Version 5, last updated by simonjudge@work at Nov 21 16:18 2008 UTC
Disambiguation process
OK, This page might need updating as we understand more.
Components:
- Word-list : 'Dictionary' of words to search through. Wordlist.txt in DKey software
- .dict file: - keycode to word mappings
- Frequency-list: frequency of these words within a certain corpus
- Corpus: lump of text to get frequency list from.
- Key mapping: List of keys (i.e. physical things on a keyboard) to letters, e.g. 1-abc, 2-def, 3-ghij (we could and a level of abstraction so keys get mapped to these numbers, this allows some re-assignment without rebuilding lookup from wordlist)
Disambiguting Process:
- A sequence of keys is pressed (e.g. 123)
- The possible set of words that could relate to that key sequence is displayed (in order of likelihood by freq).
- The user continues key presses until word complete, if the correct word is highlighted in dis-list, the user selects 'space'...
- If the word is further down the dis-list, the user presses next to cycle to it, then space to select it.
Disambiguation Methods
T9 (Tapir::Exact Only):
- Parse the corpus for full words
- Generate keycode list:
- parse words, for word (e.g. they):
- lookup keycode for each letter of word, parse the word, for each letter (e.g. t, th, the, they)
- add keycode::string to keycode list in order of frequency of occurance (e.g. 08 t, 084 th, 0843 the, 08439 they)
- Compile key-code list for all parsed words
- lookup keycode for each letter of word, parse the word, for each letter (e.g. t, th, the, they)
- e.g. 08439 they view tidy
- parse words, for word (e.g. they):
WHAT TO DO ABOUT CHAR-COMBINATIONS - (unigrams)???? E.g. AR of ARE - are these taken care of in parsing individual letters in word? What to do when adding char-combinations to list, eg.. th - do you add frequencies???

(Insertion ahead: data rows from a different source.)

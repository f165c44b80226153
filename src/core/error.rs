//! Agent 错误类型与恢复动作
//!
//! 与 RecoveryEngine 配合：根据 AgentError 决定 RetryWithPrompt / Observe / Abort。

use thiserror::Error;

/// Agent 运行过程中可能出现的错误（LLM、解析、工具、取消等）
#[derive(Error, Debug)]
pub enum AgentError {
    #[error("JSON parse error: {0}")]
    JsonParseError(String),

    #[error("Tool execution failed: {0}")]
    ToolExecutionFailed(String),

    #[error("Tool timeout: {0}")]
    ToolTimeout(String),

    #[error("Hallucinated tool: {0}")]
    HallucinatedTool(String),

    #[error("LLM error: {0}")]
    LlmError(String),

    #[error("Cancelled")]
    Cancelled,
}

/// 恢复引擎根据错误类型给出的建议动作
#[derive(Debug, Clone)]
pub enum RecoveryAction {
    /// 将提示注入下一轮，让 LLM 重试（如 JSON 格式错误）
    RetryWithPrompt(String),
    /// 作为 Observation 写回对话，让 LLM 自行修正（如调用了不存在的工具）
    Observe(String),
    /// 终止当前任务
    Abort,
}
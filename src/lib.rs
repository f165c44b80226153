//! Scout - Rust 智能体工具集
//!
//! 模块划分：
//! - **agent**: 预置 Agent（人物调研、新闻制作人/记者、单 Agent 新闻对话）
//! - **config**: 应用配置加载（TOML + 环境变量）
//! - **core**: 错误类型与恢复引擎
//! - **llm**: LLM 客户端抽象与实现（OpenAI 兼容 / Mock）
//! - **memory**: 短期对话记忆
//! - **observability**: 日志初始化
//! - **react**: Planner、ReAct 主循环
//! - **selector**: 人物候选消歧（人工介入）
//! - **sources**: 新闻与人物检索数据源（HTTP / 内存样例）
//! - **tools**: 工具箱与执行器

pub mod agent;
pub mod config;
pub mod core;
pub mod llm;
pub mod memory;
pub mod observability;
pub mod react;
pub mod selector;
pub mod sources;
pub mod tools;
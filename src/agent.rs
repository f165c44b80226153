//! 预置 Agent
//!
//! people_research_agent：人物调研（检索 -> 人工消歧 -> 取详情 -> 背景报告）；
//! news_reporter_agent / news_producer_agent：新闻制作人把主题交给记者；
//! basic_news_agent：单 Agent 新闻对话。
//! 无 OPENAI_API_KEY 时各 Agent 由 offline 脚本驱动的 Mock LLM 跑通同样的工具链路。

use std::sync::Arc;

use crossterm::tty::IsTty;
use tokio_util::sync::CancellationToken;

use crate::config::{AppConfig, SelectorSection};
use crate::llm::LlmClient;
use crate::react::{Agent, Planner};
use crate::selector::{LinePrompt, Selector, SharedSelector};
use crate::sources::{NewsSource, ProfileSource};
use crate::tools::{
    GetProfileTool, HumanAssistanceTool, NewsReporterTool, QueryNewsTool, SearchProfilesTool,
    TopHeadlinesTool, ToolExecutor, ToolRegistry,
};

pub const DEFAULT_PERSON: &str = "Scott Persinger";
pub const DEFAULT_COMPANY: &str = "Tatari";
pub const DEFAULT_TOPIC: &str = "World Finance";

const PEOPLE_RESEARCH_PROMPT: &str = "\
You do research on people. Given a name and optionally a company:
1. Search for matching profiles on LinkedIn with search_profiles. If several profiles match, \
the tool asks the user to pick one and returns only that profile.
2. Retrieve the selected profile with get_profile using its URL.
3. Write a short background report on the person, focusing on their career progression and current role.
If you are missing information, ask the user with human_assistance.";

const NEWS_REPORTER_PROMPT: &str = "\
You are a hard news reporter.
Call query_news to get headlines on the indicated news topic.
Then write an NPR-style news report based on the headlines.";

const NEWS_PRODUCER_PROMPT: &str =
    "You are a news producer. Call the reporter with the indicated topic.";

const BASIC_NEWS_PROMPT: &str = "\
You are a helpful news assistant. Use query_news for a specific topic or top_headlines for \
general news, then summarize what you found in a few sentences.";

/// 人物调研请求
pub fn people_research_request(name: &str, company: Option<&str>) -> String {
    match company {
        Some(c) => format!(
            "Find LinkedIn profiles for a software engineer named {name} who works at {c}."
        ),
        None => format!("Find LinkedIn profiles for a software engineer named {name}."),
    }
}

/// 新闻请求
pub fn news_request(topic: &str) -> String {
    format!("Get the news about {topic}")
}

/// Ctrl-C 时取消返回的 token；三个入口共用
pub fn cancel_on_ctrl_c() -> CancellationToken {
    let cancel = CancellationToken::new();
    let on_signal = cancel.clone();
    tokio::spawn(async move {
        if tokio::signal::ctrl_c().await.is_ok() {
            tracing::warn!("Interrupted, cancelling");
            on_signal.cancel();
        }
    });
    cancel
}

/// 只有 stdout 是终端时才输出 ANSI 颜色
fn color_enabled(configured: bool, stdout_is_tty: bool) -> bool {
    configured && stdout_is_tty
}

/// 控制台选择器：候选列表写 stdout，选择从 stdin 读
pub fn console_selector(cfg: &SelectorSection) -> SharedSelector {
    let color = color_enabled(cfg.color, std::io::stdout().is_tty());
    Selector::new(LinePrompt::stdio(cfg.style, color))
        .with_timeout(cfg.timeout())
        .with_fallback(cfg.fallback)
        .shared()
}

fn build_agent(cfg: &AppConfig, name: &str, llm: Arc<dyn LlmClient>, prompt: &str, tools: ToolRegistry) -> Agent {
    let planner = Planner::with_tools(llm, prompt, &tools);
    Agent::new(name, planner, ToolExecutor::new(tools, cfg.tools.tool_timeout_secs))
        .with_max_steps(cfg.agent.max_steps)
        .with_max_context_turns(cfg.app.max_context_turns)
}

/// Person Researcher：search_profiles（人工消歧）+ get_profile + human_assistance，共用同一个选择器
pub fn people_research_agent(
    cfg: &AppConfig,
    llm: Arc<dyn LlmClient>,
    profiles: Arc<dyn ProfileSource>,
    selector: SharedSelector,
    cancel: CancellationToken,
) -> Agent {
    let mut tools = ToolRegistry::new();
    tools.register(
        SearchProfilesTool::new(profiles.clone(), selector.clone()).with_cancel(cancel.clone()),
    );
    tools.register(GetProfileTool::new(profiles));
    tools.register(HumanAssistanceTool::new(selector).with_cancel(cancel.clone()));
    build_agent(cfg, "Person Researcher", llm, PEOPLE_RESEARCH_PROMPT, tools).with_cancel(cancel)
}

/// News Reporter：query_news
pub fn news_reporter_agent(cfg: &AppConfig, llm: Arc<dyn LlmClient>, news: Arc<dyn NewsSource>) -> Agent {
    let mut tools = ToolRegistry::new();
    tools.register(QueryNewsTool::new(news));
    build_agent(cfg, "News Reporter", llm, NEWS_REPORTER_PROMPT, tools)
}

/// News Producer：唯一的工具是 news_reporter（内层为 reporter Agent），取消同时作用于内外两层
pub fn news_producer_agent(
    cfg: &AppConfig,
    llm: Arc<dyn LlmClient>,
    reporter: Agent,
    cancel: CancellationToken,
) -> Agent {
    let mut tools = ToolRegistry::new();
    tools.register(NewsReporterTool::new(reporter.with_cancel(cancel.clone())));
    build_agent(cfg, "News Producer", llm, NEWS_PRODUCER_PROMPT, tools).with_cancel(cancel)
}

/// 单 Agent 新闻对话：query_news + top_headlines
pub fn basic_news_agent(cfg: &AppConfig, llm: Arc<dyn LlmClient>, news: Arc<dyn NewsSource>) -> Agent {
    let mut tools = ToolRegistry::new();
    tools.register(QueryNewsTool::new(news.clone()));
    tools.register(TopHeadlinesTool::new(news));
    build_agent(cfg, "News Assistant", llm, BASIC_NEWS_PROMPT, tools)
}

/// 离线脚本：Mock LLM 依次输出这些 Tool Call，之后以最后一次观察作为回复
pub mod offline {
    use serde_json::json;

    fn call(tool: &str, args: serde_json::Value) -> String {
        json!({"tool": tool, "args": args}).to_string()
    }

    pub fn people_research(name: &str, company: Option<&str>) -> Vec<String> {
        let args = match company {
            Some(c) => json!({"name": name, "company": c}),
            None => json!({"name": name}),
        };
        vec![call("search_profiles", args)]
    }

    pub fn reporter(topic: &str) -> Vec<String> {
        vec![call("query_news", json!({"topic": topic}))]
    }

    pub fn producer(topic: &str) -> Vec<String> {
        vec![call("news_reporter", json!({"topic": topic}))]
    }

    pub fn basic(topic: &str) -> Vec<String> {
        reporter(topic)
    }
}

#[cfg(test)]
mod tests {
    use super::*;
    use crate::llm::MockLlmClient;
    use crate::sources::StaticNewsSource;

    #[test]
    fn test_people_research_request() {
        assert_eq!(
            people_research_request("Scott Persinger", Some("Tatari")),
            "Find LinkedIn profiles for a software engineer named Scott Persinger who works at Tatari."
        );
        assert_eq!(
            people_research_request("Scott Persinger", None),
            "Find LinkedIn profiles for a software engineer named Scott Persinger."
        );
    }

    #[test]
    fn test_news_request() {
        assert_eq!(news_request("World Finance"), "Get the news about World Finance");
    }

    #[test]
    fn test_color_needs_terminal() {
        assert!(color_enabled(true, true));
        assert!(!color_enabled(true, false));
        assert!(!color_enabled(false, true));
        assert!(!color_enabled(false, false));
    }

    #[test]
    fn test_offline_script_is_tool_call() {
        let script = offline::people_research("Scott Persinger", Some("Tatari"));
        let v: serde_json::Value = serde_json::from_str(&script[0]).unwrap();
        assert_eq!(v["tool"], "search_profiles");
        assert_eq!(v["args"]["company"], "Tatari");
    }

    #[tokio::test]
    async fn test_basic_news_agent_offline() {
        let cfg = AppConfig::default();
        let llm = Arc::new(MockLlmClient::scripted(offline::basic("World Finance")));
        let agent = basic_news_agent(&cfg, llm, Arc::new(StaticNewsSource::sample()));
        assert_eq!(agent.tool_names(), vec!["query_news", "top_headlines"]);
        let run = agent.run(&news_request("World Finance")).await.unwrap();
        assert!(run.response.contains("debt relief"));
    }

    #[tokio::test]
    async fn test_producer_delegates_to_reporter() {
        let cfg = AppConfig::default();
        let news: Arc<dyn NewsSource> = Arc::new(StaticNewsSource::sample());
        let reporter = news_reporter_agent(
            &cfg,
            Arc::new(MockLlmClient::scripted(offline::reporter("World Finance"))),
            news,
        );
        let producer = news_producer_agent(
            &cfg,
            Arc::new(MockLlmClient::scripted(offline::producer("World Finance"))),
            reporter,
            CancellationToken::new(),
        );
        let run = producer.run(&news_request("World Finance")).await.unwrap();
        assert_eq!(
            run.response,
            "- World finance leaders meet to discuss debt relief (Associated Press)"
        );
        assert_eq!(run.steps, 2);
    }

    #[tokio::test]
    async fn test_cancelled_producer_stops_before_reporter() {
        let cfg = AppConfig::default();
        let news: Arc<dyn NewsSource> = Arc::new(StaticNewsSource::sample());
        let reporter = news_reporter_agent(
            &cfg,
            Arc::new(MockLlmClient::scripted(offline::reporter("World Finance"))),
            news,
        );
        let cancel = CancellationToken::new();
        cancel.cancel();
        let producer = news_producer_agent(
            &cfg,
            Arc::new(MockLlmClient::scripted(offline::producer("World Finance"))),
            reporter,
            cancel,
        );
        let err = producer.run(&news_request("World Finance")).await.unwrap_err();
        assert!(matches!(err, crate::core::AgentError::Cancelled));
    }
}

NOT SURE TAPIR DOES THIS 'PROPERLY' - CHECK.
Tapir:
The tapir method is different from T9 for a number of reasons:
- 'Next' itterates over all words with the entered suffix (e.g. th-> the, that, there, their, these) - including longer words that the number of keys already pressed.
- There is a cost equation which can be altered to change the stresses between looking at the prediction list (to choose next) and minising keypresses.
Prefer Exact:
The lookup list stores key sequences and the list of related letter sequences with that exact sequence as the start of the word (suffix). DESCRIBE PROCESS. TBC.
Both:
Sequences are stored in order of probability - determined by parsing the corpus...
Most Probable:
Multitap:
-----
Questions:
- Can we build a look up list from just words rather than part-words
- Is the generated list just letter-strings starting with space?